To Send Or Not To Send

The hot guy in your science class finally notices you. Well, finally is a probable exaggeration, but nonetheless you’re “talking” now. He asks for your number so he can text you. After a few messages back and forth he asks for a pic. Boom! This is the moment that you will be judged, and the outcome of your decision could quite possibly cease any further communication with the boy you can’t stop thinking about. Next thought…What kind of pic is he asking for? Should I send the one where I’m at the beach in my bikini or the one where I’m with my Grandma for her 90th birthday? Or, is he looking for a casual sexy pic? We all know which one a boy would prefer, but instead of pining over which pic to send, we should be asking ourselves WHY. Why does a boy need a photo of you? He sees you every day in class. Did he forget what you looked like? Does he need a reminder that he likes you? When we think of the why’s, we dig a little deeper into the real reason behind sexting.

According to research via DoSomething.Org, teenage girls have a few reasons for WHY they participate in sexting: 40 percent do it as a joke, 34 percent do it to feel sexy, and 12 percent feel pressured to do it. Sexting is defined by the U.S. court system as “an act of sending sexually explicit materials through mobile phones.” The messages may be text, photo, or video. Sending or receiving a sexually suggestive text or image under the age of 18 is considered child pornography and can result in criminal charges. Sexting is a dangerous form of communication often associated with acronyms such as the ones found below.

IWSN - I want sex now

GNOC - Get naked on camera

NIFOC - Naked in front of computer

PIR - Parent in room

CU46 - See you for sex

POS - Parent over shoulder

99 - Parent gone

Most often teen boys ask for a pic so they can show off to their friends, very much like collecting baseball cards. Girls send their best selfie and the relationship gets comfortable…until he asks for a sexy pic. While nearly 70% of teen boys and girls who sext do so with their girlfriend or boyfriend, 61% of all sexters who have sent nude images admit that they were pressured to do it at least once, according to GuardChild research. The pressure to send a sexy pic, especially when you have been dating can be extremely stressful. Having the right mindset can help seal your decision of “To Send or Not to Send” as easy as ordering your favorite Starbucks drink. Feel free to use my top five reasons for not sending sext messages.

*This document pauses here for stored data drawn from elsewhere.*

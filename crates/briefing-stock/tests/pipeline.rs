//! End-to-end runs of the briefing pipeline against in-memory sources

use async_trait::async_trait;
use briefing_llm::{CompletionRequest, CompletionResponse, LLMError, LLMProvider, RetryPolicy};
use briefing_llm::{Message, StopReason, TokenUsage};
use briefing_prompt::PromptRegistry;
use briefing_stock::ai::{AiClient, HeadlineSource, HotTickerDiscovery, Summarizer, fallback_summary};
use briefing_stock::metrics::{Fundamentals, PriceHistory};
use briefing_stock::prompts::register_prompts;
use briefing_stock::watchlist::parse_watchlist_csv;
use briefing_stock::{
    BriefingError, BriefingPipeline, HtmlRenderer, Language, Mailer, MarketDataSource,
    NewsFetcher, NewsItem, NewsSource, QuoteFetcher, Report, Result, TextRenderer,
    WatchlistEntry, WatchlistSource,
};
use mockall::mock;
use tokio_test::assert_ok;
use std::sync::{Arc, Mutex};

mock! {
    pub Provider {}

    #[async_trait]
    impl LLMProvider for Provider {
        async fn complete(&self, request: CompletionRequest) -> briefing_llm::Result<CompletionResponse>;
        fn name(&self) -> &str;
    }
}

struct CsvWatchlist(String);

#[async_trait]
impl WatchlistSource for CsvWatchlist {
    async fn load(&self) -> Result<Vec<WatchlistEntry>> {
        parse_watchlist_csv(self.0.as_bytes())
    }

    fn describe(&self) -> String {
        "inline csv".to_string()
    }
}

struct FlatMarket;

#[async_trait]
impl MarketDataSource for FlatMarket {
    async fn price_history(&self, symbol: &str) -> Result<PriceHistory> {
        if symbol == "ZZZZ" {
            return Err(BriefingError::DataUnavailable {
                symbol: symbol.to_string(),
                reason: "delisted".to_string(),
            });
        }
        Ok(PriceHistory {
            last: 110.0,
            previous_close: 100.0,
            year_high: 150.0,
            year_low: 90.0,
        })
    }

    async fn fundamentals(&self, _symbol: &str) -> Result<Fundamentals> {
        Ok(Fundamentals::default())
    }
}

struct FixedNews(Vec<&'static str>);

#[async_trait]
impl NewsSource for FixedNews {
    fn base_query(&self, entry: &WatchlistEntry) -> String {
        entry.display_name.clone()
    }

    async fn search(&self, query: &str, limit: usize) -> Result<Vec<NewsItem>> {
        Ok(self
            .0
            .iter()
            .take(limit)
            .map(|title| NewsItem::new(format!("{query}: {title}"), "https://news.example/a"))
            .collect())
    }

    fn name(&self) -> &str {
        "fixed"
    }
}

struct FixedHeadlines;

#[async_trait]
impl HeadlineSource for FixedHeadlines {
    async fn headlines(&self, _limit: usize) -> Result<Vec<NewsItem>> {
        Ok(vec![NewsItem::new("Palantir wins Army contract", "https://news.example/p")])
    }
}

#[derive(Default)]
struct RecordingMailer {
    sent: Mutex<Vec<Report>>,
    fail: bool,
}

#[async_trait]
impl Mailer for RecordingMailer {
    async fn deliver(&self, report: &Report) -> Result<()> {
        if self.fail {
            return Err(BriefingError::MailError("535 authentication failed".to_string()));
        }
        self.sent.lock().unwrap().push(report.clone());
        Ok(())
    }

    fn name(&self) -> &str {
        "recording"
    }
}

const WATCHLIST: &str = "Ticker,Name,Status,Exclude\n\
                         AAPL,애플,Active,사과\n\
                         MSFT,마이크로소프트,Inactive,\n\
                         NVDA,엔비디아,active,\n";

fn prompts() -> Arc<PromptRegistry> {
    let registry = PromptRegistry::with_language(Language::Korean);
    register_prompts(&registry).unwrap();
    Arc::new(registry)
}

fn reply(text: &str) -> CompletionResponse {
    CompletionResponse {
        message: Message::assistant(text),
        stop_reason: StopReason::EndTurn,
        usage: TokenUsage::default(),
    }
}

#[tokio::test]
async fn test_only_active_entries_are_reported() {
    let mailer = Arc::new(RecordingMailer::default());
    let pipeline = BriefingPipeline::builder(
        Arc::new(CsvWatchlist(WATCHLIST.into())),
        Box::new(HtmlRenderer::new(Language::Korean).unwrap()),
        mailer.clone(),
    )
    .quotes(QuoteFetcher::new(Arc::new(FlatMarket)))
    .news(NewsFetcher::new(Arc::new(FixedNews(vec!["실적 발표"])), 3))
    .build();

    let report = assert_ok!(pipeline.run().await).unwrap();

    assert!(report.body.contains("AAPL"));
    assert!(report.body.contains("NVDA"));
    assert!(!report.body.contains("MSFT"));
    assert!(report.body.contains("+10.00%"));
    assert!(report.subject.contains("월스트리트 2대 우량주 리포트"));
    // Exclude keywords reach the search query
    assert!(report.body.contains("애플 -사과: 실적 발표"));

    let sent = mailer.sent.lock().unwrap();
    assert_eq!(sent.len(), 1);
    assert_eq!(sent[0].subject, report.subject);
}

#[tokio::test]
async fn test_unavailable_quote_keeps_its_section() {
    let watchlist = format!("{WATCHLIST}ZZZZ,Gone,Active,\n");
    let pipeline = BriefingPipeline::builder(
        Arc::new(CsvWatchlist(watchlist)),
        Box::new(TextRenderer::new(Language::Korean)),
        Arc::new(RecordingMailer::default()),
    )
    .quotes(QuoteFetcher::new(Arc::new(FlatMarket)))
    .build();

    let report = assert_ok!(pipeline.run().await).unwrap();

    assert!(report.body.contains("📊 [ZZZZ - Gone] (시세 정보를 가져오지 못했습니다.)\n"));
    assert!(report.body.contains("📊 [AAPL - 애플]\n"));
    assert!(report.body.contains("📊 [NVDA - 엔비디아]\n"));
    assert_eq!(report.body.matches("+10.00%").count(), 2);
    assert_eq!(report.body.matches("📊 [").count(), 3);
}

#[tokio::test]
async fn test_mail_failure_is_an_error() {
    let mailer = Arc::new(RecordingMailer {
        fail: true,
        ..RecordingMailer::default()
    });
    let pipeline = BriefingPipeline::builder(
        Arc::new(CsvWatchlist(WATCHLIST.into())),
        Box::new(TextRenderer::new(Language::Korean)),
        mailer,
    )
    .build();

    assert!(matches!(pipeline.run().await, Err(BriefingError::MailError(_))));
}

#[tokio::test]
async fn test_empty_watchlist_sends_nothing() {
    let mailer = Arc::new(RecordingMailer::default());
    let pipeline = BriefingPipeline::builder(
        Arc::new(CsvWatchlist("Ticker,Name,Status\nAAPL,애플,paused\n".into())),
        Box::new(TextRenderer::new(Language::Korean)),
        mailer.clone(),
    )
    .build();

    assert!(assert_ok!(pipeline.run().await).is_none());
    assert!(mailer.sent.lock().unwrap().is_empty());
}

#[tokio::test]
async fn test_failing_ai_falls_back_verbatim() {
    let mut provider = MockProvider::new();
    provider
        .expect_complete()
        .times(2 * 3)
        .returning(|_| Err(LLMError::RateLimitExceeded("quota exceeded".to_string())));

    let client = AiClient::new(Arc::new(provider), "gemini-2.0-flash").with_retry(RetryPolicy::fast());
    let mailer = Arc::new(RecordingMailer::default());
    let pipeline = BriefingPipeline::builder(
        Arc::new(CsvWatchlist(WATCHLIST.into())),
        Box::new(TextRenderer::new(Language::Korean)),
        mailer.clone(),
    )
    .news(NewsFetcher::new(Arc::new(FixedNews(vec!["신제품", "목표가 상향"])), 3))
    .summarizer(Summarizer::new(client, prompts(), Language::Korean))
    .build();

    let report = pipeline.run().await.unwrap().unwrap();

    let expected = fallback_summary(
        &Language::Korean,
        &["애플 -사과: 신제품".to_string(), "애플 -사과: 목표가 상향".to_string()],
    );
    assert!(report.body.contains(&format!("📊 [AAPL - 애플]\n{expected}\n")));
}

#[tokio::test]
async fn test_parsed_summary_in_digest() {
    let mut provider = MockProvider::new();
    provider
        .expect_complete()
        .returning(|_| Ok(reply("1. 매출 증가\n2. 신제품 호평\n3. 목표가 상향\nSENTIMENT: positive")));

    let client = AiClient::new(Arc::new(provider), "gemini-2.0-flash").with_retry(RetryPolicy::fast());
    let pipeline = BriefingPipeline::builder(
        Arc::new(CsvWatchlist(WATCHLIST.into())),
        Box::new(TextRenderer::new(Language::Korean)),
        Arc::new(RecordingMailer::default()),
    )
    .news(NewsFetcher::new(Arc::new(FixedNews(vec!["신제품"])), 3))
    .summarizer(Summarizer::new(client, prompts(), Language::Korean))
    .build();

    let report = pipeline.run().await.unwrap().unwrap();
    assert!(report.body.contains("1. 매출 증가\n2. 신제품 호평\n3. 목표가 상향\n투자 심리: 긍정"));
}

#[tokio::test]
async fn test_html_escapes_titles() {
    let pipeline = BriefingPipeline::builder(
        Arc::new(CsvWatchlist(WATCHLIST.into())),
        Box::new(HtmlRenderer::new(Language::Korean).unwrap()),
        Arc::new(RecordingMailer::default()),
    )
    .news(NewsFetcher::new(Arc::new(FixedNews(vec!["<img src=x onerror=alert(1)>"])), 3))
    .build();

    let report = pipeline.run().await.unwrap().unwrap();
    assert!(!report.body.contains("<img"));
    assert!(report.body.contains("&lt;img"));
}

#[tokio::test]
async fn test_trending_tickers_are_appended() {
    let mut provider = MockProvider::new();
    provider
        .expect_complete()
        .times(1)
        .returning(|_| Ok(reply("TICKERS: PLTR, NVDA")));

    let client = AiClient::new(Arc::new(provider), "gemini-2.0-flash").with_retry(RetryPolicy::fast());
    let discovery = HotTickerDiscovery::new(
        Arc::new(FixedHeadlines),
        client,
        prompts(),
        Language::Korean,
        vec!["NVDA".to_string(), "TSLA".to_string()],
    );
    let pipeline = BriefingPipeline::builder(
        Arc::new(CsvWatchlist(WATCHLIST.into())),
        Box::new(TextRenderer::new(Language::Korean)),
        Arc::new(RecordingMailer::default()),
    )
    .quotes(QuoteFetcher::new(Arc::new(FlatMarket)))
    .hot_tickers(discovery)
    .build();

    let report = pipeline.run().await.unwrap().unwrap();
    assert!(report.body.contains("📊 [PLTR - PLTR]"));
    assert_eq!(report.body.matches("📊 [NVDA").count(), 1);
}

  1. If you’re under the age of 18, it’s illegal.
  2. Ask yourself this question. Who will see my sext? Another statistic via DoSomething.Org, 17% of sexters share the messages they receive with others, and 55% of those share them with more than one person. Yes, this includes the boy you are dating who probably told you he would never share your photo.
  3. You lose complete control of ANY photo you send to another person. This goes beyond sharing…This alone should make you feel very comfortable saying no thanks.
  4. Retaliation often occurs when a couple breaks up. It is highly probable the boy you are dating will not become your future husband. Is sending a compromising pic of yourself really worth the risk?
  5. Social consequences such as getting kicked off a team or extracurricular club at school, losing a job or scholarship. Assume your photo WILL get seen by others.

Knowing how to handle a sexting situation can make all the difference for teen girls. My advice, just say NO. I know what you’re thinking girls. This two letter word is not as bad as you think. There’s several ways of standing true to yourself without seeming lame, however your decision is based on your morals, values and personality. If a boy doesn’t like a NO response and judges you or pressures you, he’s not the one for you. What he says to anyone else will never define you or your self-worth. I wish I could ask all girls to record my last two sentences and put this on repeat when dealing with situations like this. Here’s my top three ways to end the pressure of sexting.

  1. Keep it funny. Send him a pic of a monkey butt. If he doesn’t get the message and continues to pressure you…he’s a frog. Prince Charming wouldn’t ask in the first place.
  2. Say NO - Trust me, it’s OK to use these two letters together. YOU win and find out how respectful he really is before moving further in the relationship. You also help change what is considered the “norm” when it comes to the popularity of sexting. And the answer is yes, one person can help create change. After all, that’s where change begins.
  3. If you don’t have the courage to say NO, blame it on your parents checking your text messages.

In high school, family, friends, boyfriends, school and extracurricular activities are the core of your life. Seeing beyond those four years is difficult and looks like a galaxy far far away. Remember, what you do today will reflect your tomorrow. Decisions you make today shape your image and whether we like it or not, our online digital footprint reveals our identity and moral compass. This footprint stays with you longer than any high school relationship. In fact, it stays with you forever.

My Final Thoughts

Your digital footprint serves as an online portfolio of who you are, what you do, and by association what you know. When you are pondering the question “To send or not to send” a risky post, THINK before you respond, not only for your online reputation, but for the value of your self-worth. Besides, a great guy with a positive moral compass won’t ask.